Vier Königsfamilien schmückten sich mit dem Diamanten, jetzt kommt er unter den Hammer: Georg Friedrich Prinz von Preußen, Chef des Hauses Hohenzollern, trennt sich von seinem größten Edelstein. Der "Beau Sancy" ("Der schöne Sancy"), jahrhundertelang im stolzen Besitz der Preußenkönige, wird am 15. Mai in Genf versteigert. Das bestätigte die Leiterin der Generalverwaltung des vormals regierenden Preußischen Königshauses, Michaela Blankart.
Das Auktionshaus Sotheby's schätzt den Wert des Kronjuwels (34,98 Karat) auf zwei bis vier Millionen Dollar (etwa 1,5 bis drei Millionen Euro). Grund der Versteigerung sind finanzielle Engpässe: Georg Friedrich Prinz von Preußen, der im vergangenen August in Potsdam geheiratet hatte, habe als Chef des Hauses Hohenzollern auch diverse Zahlungsverpflichtungen übernommen: "Beihilfen, Apanagen und Renten für Bedienstete", sagte Blankart und fügte hinzu: "Das heißt nicht, dass er pleite ist."

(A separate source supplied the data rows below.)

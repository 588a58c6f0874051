mod config;
mod gateway;
mod images;
mod session;

pub use config::{normalize_origin, GatewayConfig, DEFAULT_BACKEND_ORIGIN};
pub use gateway::{
    search_form_fields, truncate_text, FormField, GatewayError, HttpGateway, SearchGateway,
    ERROR_BODY_MAX_CHARS,
};
pub use images::{
    format_score, image_url, load_images, CardImage, FetchedImage, HttpImageFetcher,
    ImageFetchError, ImageFetcher, ImageLoadState, ImageOutcome, ImageRequest, ResultCard,
    ResultGrid, ResultImageLoader, NO_DESCRIPTION_LABEL, NO_IMAGE_LABEL, NO_RESULTS_LABEL,
};
pub use session::{
    PendingSearch, Resolution, SearchSession, SessionState, SubmitOutcome, FIRST_SEARCH_PULSE,
};
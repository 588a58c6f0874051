use std::sync::mpsc::{self, Receiver, Sender};
use std::sync::{Arc, Mutex, Weak};

#[derive(Debug, Clone, Copy, PartialEq, Eq)]
pub enum Key {
    Escape,
}

/// Host-level key event hub.
///
/// Views subscribe for the keys they care about and receive them over a
/// channel. Dropping the returned [`KeySubscription`] unregisters it, so a
/// listener lives exactly as long as its owner keeps the handle.
#[derive(Debug, Clone, Default)]
pub struct KeyHub {
    inner: Arc<Mutex<HubInner>>,
}

#[derive(Debug, Default)]
struct HubInner {
    next_id: u64,
    listeners: Vec<Listener>,
}

#[derive(Debug)]
struct Listener {
    id: u64,
    key: Key,
    sender: Sender<Key>,
}

#[derive(Debug)]
pub struct KeySubscription {
    id: u64,
    hub: Weak<Mutex<HubInner>>,
    receiver: Receiver<Key>,
}

impl KeyHub {
    pub fn new() -> Self {
        Self::default()
    }

    pub fn subscribe(&self, key: Key) -> KeySubscription {
        let (sender, receiver) = mpsc::channel();
        let id = match self.inner.lock() {
            Ok(mut inner) => {
                inner.next_id += 1;
                let id = inner.next_id;
                inner.listeners.push(Listener { id, key, sender });
                id
            }
            Err(_) => 0,
        };
        KeySubscription {
            id,
            hub: Arc::downgrade(&self.inner),
            receiver,
        }
    }

    /// Delivers `key` to every live listener registered for it.
    /// Returns how many listeners received it.
    pub fn dispatch(&self, key: Key) -> usize {
        let Ok(mut inner) = self.inner.lock() else {
            return 0;
        };
        let mut delivered = 0;
        inner.listeners.retain(|listener| {
            if listener.key != key {
                return true;
            }
            match listener.sender.send(key) {
                Ok(()) => {
                    delivered += 1;
                    true
                }
                Err(_) => false,
            }
        });
        delivered
    }

    pub fn listener_count(&self) -> usize {
        self.inner
            .lock()
            .map(|inner| inner.listeners.len())
            .unwrap_or(0)
    }
}

impl KeySubscription {
    /// Next pending key event, if any, without blocking.
    pub fn try_next(&self) -> Option<Key> {
        self.receiver.try_recv().ok()
    }
}

impl Drop for KeySubscription {
    fn drop(&mut self) {
        let Some(hub) = self.hub.upgrade() else {
            return;
        };
        let Ok(mut inner) = hub.lock() else {
            return;
        };
        inner.listeners.retain(|listener| listener.id != self.id);
    }
}
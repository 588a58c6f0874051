use std::env;
use std::time::Duration;

pub const DEFAULT_BACKEND_ORIGIN: &str = "http://127.0.0.1:8000";
const DEFAULT_REQUEST_TIMEOUT_S: f64 = 120.0;
const DEFAULT_IMAGE_TIMEOUT_S: f64 = 20.0;

/// Where the search backend lives and how long to wait on it.
#[derive(Debug, Clone, PartialEq)]
pub struct GatewayConfig {
    pub origin: String,
    pub request_timeout: Duration,
    pub image_timeout: Duration,
}

impl Default for GatewayConfig {
    fn default() -> Self {
        Self {
            origin: DEFAULT_BACKEND_ORIGIN.to_string(),
            request_timeout: Duration::from_secs_f64(DEFAULT_REQUEST_TIMEOUT_S),
            image_timeout: Duration::from_secs_f64(DEFAULT_IMAGE_TIMEOUT_S),
        }
    }
}

impl GatewayConfig {
    /// Reads `VESTIS_BACKEND_ORIGIN` (or the proxy-style `BACKEND_URL`),
    /// `VESTIS_REQUEST_TIMEOUT_S` and `VESTIS_IMAGE_TIMEOUT_S`.
    pub fn from_env() -> Self {
        Self::from_lookup(non_empty_env)
    }

    fn from_lookup(lookup: impl Fn(&str) -> Option<String>) -> Self {
        let defaults = Self::default();
        let origin = lookup("VESTIS_BACKEND_ORIGIN")
            .or_else(|| lookup("BACKEND_URL"))
            .and_then(|raw| normalize_origin(&raw))
            .unwrap_or(defaults.origin);
        Self {
            origin,
            request_timeout: lookup("VESTIS_REQUEST_TIMEOUT_S")
                .and_then(|raw| parse_timeout(&raw))
                .unwrap_or(defaults.request_timeout),
            image_timeout: lookup("VESTIS_IMAGE_TIMEOUT_S")
                .and_then(|raw| parse_timeout(&raw))
                .unwrap_or(defaults.image_timeout),
        }
    }

    /// Overrides the origin when `raw` normalizes to something usable.
    pub fn with_origin(mut self, raw: Option<&str>) -> Self {
        if let Some(origin) = raw.and_then(normalize_origin) {
            self.origin = origin;
        }
        self
    }

    pub fn with_request_timeout_s(mut self, seconds: Option<f64>) -> Self {
        if let Some(seconds) = seconds.filter(|value| value.is_finite() && *value > 0.0) {
            self.request_timeout = Duration::from_secs_f64(seconds);
        }
        self
    }
}

/// Trims whitespace and trailing slashes. A full `/api/chat` endpoint (the
/// shape `BACKEND_URL` uses for the web proxy) is reduced to its origin.
pub fn normalize_origin(raw: &str) -> Option<String> {
    let trimmed = raw.trim().trim_end_matches('/');
    let origin = trimmed
        .strip_suffix("/api/chat")
        .unwrap_or(trimmed)
        .trim_end_matches('/');
    if origin.is_empty() {
        return None;
    }
    Some(origin.to_string())
}

fn parse_timeout(raw: &str) -> Option<Duration> {
    let seconds: f64 = raw.trim().parse().ok()?;
    if !seconds.is_finite() || seconds <= 0.0 {
        return None;
    }
    Some(Duration::from_secs_f64(seconds))
}

pub(crate) fn non_empty_env(key: &str) -> Option<String> {
    env::var(key)
        .ok()
        .map(|value| value.trim().to_string())
        .filter(|value| !value.is_empty())
}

Zeuge von 400 Jahren europäischer Geschichte
Laut Sotheby's ist der "Beau Sancy" einer der bedeutendsten historischen Edelsteine, die je zur Auktion kamen: "Überliefert durch die königlichen Familien von Frankreich, England, Preußen und des Hauses Oranien hatte der berühmte Diamant die Ehre, Zeuge von 400 Jahren europäischer Geschichte sein zu dürfen."
Erworben wurde der Stein Mitte bis Ende 1500 von Nicolas de Harlay, Lord von Sancy, in Konstantinopel. 1604 kaufte ihn Heinrich IV., König von Frankreich, und schenkte ihn seiner Frau Maria de Medici. Diese ließ den Stein an ihrer Krone anbringen. Nach der Ermordung Heinrich IV. musste die Königin fliehen und ihre Besitztümer verkaufen. So gelangte der "Beau Sancy" ins Haus Oranien und durch die Verbindungen der Adelsgeschlechter später nach England sowie Anfang 1700 schließlich nach Preußen.